Vino mucha gente interesada. Allí recordamos cómo en 1956 Cirlot, adorador de Schönberg, orquestó en Vallcarca un homenaje de literatos y pintores que colgaron una placa conmemorativa en la casa de la Bajada de Briz donde el creador de la música dodecafónica vivió durante un año (1931-1932). Recordamos cómo Cirlot consideraba a los surrealistas "seres superiores"; cómo los descubrió en la biblioteca de Luis Buñuel en Zaragoza, de la mano de Alfonso, el hermano del cineasta, cuando él se hallaba en la ciudad del Ebro cumpliendo su segundo servicio militar (el primero lo hizo, durante la Guerra Civil, en el ejército de la República).

Recordé el divertido relato de Cuixart sobre la visita de ambos, el pintor y el poeta, al café de las tertulias surrealistas en la Place Blanche, donde el poeta, atormentado por el laicismo beligerante del grupo de Breton, irrumpió blandiendo un crucifijo y exclamando: "Je suis catholique! Je suis catholique!"... para deleite de Breton y los suyos, que luego consideraban haber asistido al mejor "hapenning" de los últimos años.

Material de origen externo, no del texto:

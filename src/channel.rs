//! Physical channel map.
//!
//! Six thermistors are read in order, optionally followed by the reference probe. All
//! channels share AIN9 as the negative input.
use ads124s08::{InputMux, Mux};

use crate::convert::{Beta, Conversion, SteinhartHart};
use crate::design_parameters::*;

/// Number of thermistor channels, always acquired.
pub const THERMISTORS: usize = 6;

/// Index of the reference probe channel.
pub const REFERENCE: usize = THERMISTORS;

/// Number of frame slots.
pub const SLOTS: usize = THERMISTORS + 1;

#[derive(Copy, Clone, Debug, PartialEq)]
pub struct Channel {
    pub index: usize,
    pub positive: Mux,
    pub negative: Mux,
    pub is_reference: bool,
    pub conversion: Conversion,
}

impl Channel {
    const fn thermistor(index: usize, positive: Mux) -> Self {
        Self {
            index,
            positive,
            negative: Mux::Ain9,
            is_reference: false,
            conversion: Conversion::Beta(Beta {
                t0: THERMISTOR_T0,
                inv_beta: THERMISTOR_INV_BETA,
                r0: THERMISTOR_R0,
            }),
        }
    }

    /// Replace the conversion strategy, e.g. with a calibration table.
    pub fn with_conversion(mut self, conversion: Conversion) -> Self {
        self.conversion = conversion;
        self
    }

    pub fn input_mux(&self) -> InputMux {
        InputMux::default()
            .with_positive(self.positive)
            .with_negative(self.negative)
    }
}

pub const CHANNELS: [Channel; SLOTS] = [
    Channel::thermistor(0, Mux::Ain0),
    Channel::thermistor(1, Mux::Ain2),
    Channel::thermistor(2, Mux::Ain6),
    Channel::thermistor(3, Mux::Ain4),
    Channel::thermistor(4, Mux::Ain8),
    Channel::thermistor(5, Mux::Ain10),
    Channel {
        index: REFERENCE,
        positive: Mux::Ain1,
        negative: Mux::Ain9,
        is_reference: true,
        conversion: Conversion::SteinhartHart(SteinhartHart {
            a: REFERENCE_A,
            b: REFERENCE_B,
            c: REFERENCE_C,
        }),
    },
];

#[cfg(test)]
mod test {
    use super::*;

    #[test]
    fn map_is_consistent() {
        for (i, channel) in CHANNELS.iter().enumerate() {
            assert_eq!(channel.index, i);
            assert_eq!(channel.is_reference, i == REFERENCE);
            assert_eq!(channel.negative, Mux::Ain9);
        }
        let muxes: [u8; SLOTS] =
            core::array::from_fn(|i| CHANNELS[i].input_mux().raw_value());
        assert_eq!(muxes, [0x09, 0x29, 0x69, 0x49, 0x89, 0xa9, 0x19]);
    }
}
//! USB CDC-ACM link to the host
//!
//! The USB device is serviced from a periodic task while the acquisition loop blocks in its
//! settle delays. Both sides access the port within short critical sections.
use core::cell::RefCell;

use cortex_m::interrupt::Mutex;
use usb_device::{device::UsbDeviceState, UsbError};

use super::UsbBus;

struct Port {
    usb_device: usb_device::device::UsbDevice<'static, UsbBus>,
    usb_serial: usbd_serial::SerialPort<'static, UsbBus>,
}

static PORT: Mutex<RefCell<Option<Port>>> = Mutex::new(RefCell::new(None));

fn with_port<R>(f: impl FnOnce(&mut Port) -> R) -> Option<R> {
    cortex_m::interrupt::free(|cs| PORT.borrow(cs).borrow_mut().as_mut().map(f))
}

/// Service the USB device. Must be called at least every 10 ms.
pub fn poll() {
    with_port(|port| port.usb_device.poll(&mut [&mut port.usb_serial]));
}

#[derive(Debug)]
pub struct Error(UsbError);

impl From<UsbError> for Error {
    fn from(e: UsbError) -> Self {
        Self(e)
    }
}

impl embedded_io::Error for Error {
    fn kind(&self) -> embedded_io::ErrorKind {
        embedded_io::ErrorKind::Other
    }
}

/// Handle to the serial port.
pub struct UsbSerial {
    _private: (),
}

impl UsbSerial {
    /// Take ownership of the USB device and serial class.
    ///
    /// # Note
    /// This may only be called once.
    pub fn new(
        usb_device: usb_device::device::UsbDevice<'static, UsbBus>,
        usb_serial: usbd_serial::SerialPort<'static, UsbBus>,
    ) -> Self {
        cortex_m::interrupt::free(|cs| {
            PORT.borrow(cs).replace(Some(Port {
                usb_device,
                usb_serial,
            }))
        });
        Self { _private: () }
    }
}

/// Treat an empty or full buffer as a zero length transfer.
fn nonblocking(result: Result<usize, UsbError>) -> Result<usize, Error> {
    match result {
        Err(UsbError::WouldBlock) => Ok(0),
        other => Ok(other?),
    }
}

impl embedded_io::ErrorType for UsbSerial {
    type Error = Error;
}

impl embedded_io::Read for UsbSerial {
    fn read(&mut self, buf: &mut [u8]) -> Result<usize, Self::Error> {
        with_port(|port| nonblocking(port.usb_serial.read(buf))).unwrap_or(Ok(0))
    }
}

impl embedded_io::ReadReady for UsbSerial {
    fn read_ready(&mut self) -> Result<bool, Self::Error> {
        Ok(with_port(|port| port.usb_device.state() == UsbDeviceState::Configured)
            .unwrap_or(false))
    }
}

impl embedded_io::Write for UsbSerial {
    fn write(&mut self, buf: &[u8]) -> Result<usize, Self::Error> {
        with_port(|port| nonblocking(port.usb_serial.write(buf)))
            .unwrap_or(Ok(0))
    }

    fn flush(&mut self) -> Result<(), Self::Error> {
        Ok(())
    }
}

impl embedded_io::WriteReady for UsbSerial {
    fn write_ready(&mut self) -> Result<bool, Self::Error> {
        Ok(with_port(|port| {
            port.usb_device.state() == UsbDeviceState::Configured
                && port.usb_serial.dtr()
        })
        .unwrap_or(false))
    }
}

Conté que acaba de publicarse también Del no mundo, la poesía reunida de Cirlot entre 1961 y 1973, el año de su muerte. Un verdadero acontecimiento literario, que contribuirá al proceso que desde hace unos años viene rescatando la obra de Cirlot para devolverlo -es inevitable- al lugar que le corresponde como príncipe de los poetas.

Príncipe triste, pues en ese libro encontramos entre tantas otras maravillas el poema que Perucho prefería, Momento, aquel en que declara estar casi siempre triste, porque se acuerda demasiado de Roma y de sus campañas con Lúculo, Pompeyo y Sila, aunque pensándolo bien su tristeza era anterior a todo eso, "pues cuando era en Egipto vendedor de caballos/ ya era un hombre conocido por 'el triste'...".

Sí, Momento, aquel poema que empieza: "Mi cuerpo se pasea por mi habitación llena de libros y espadas y con dos cruces góticas".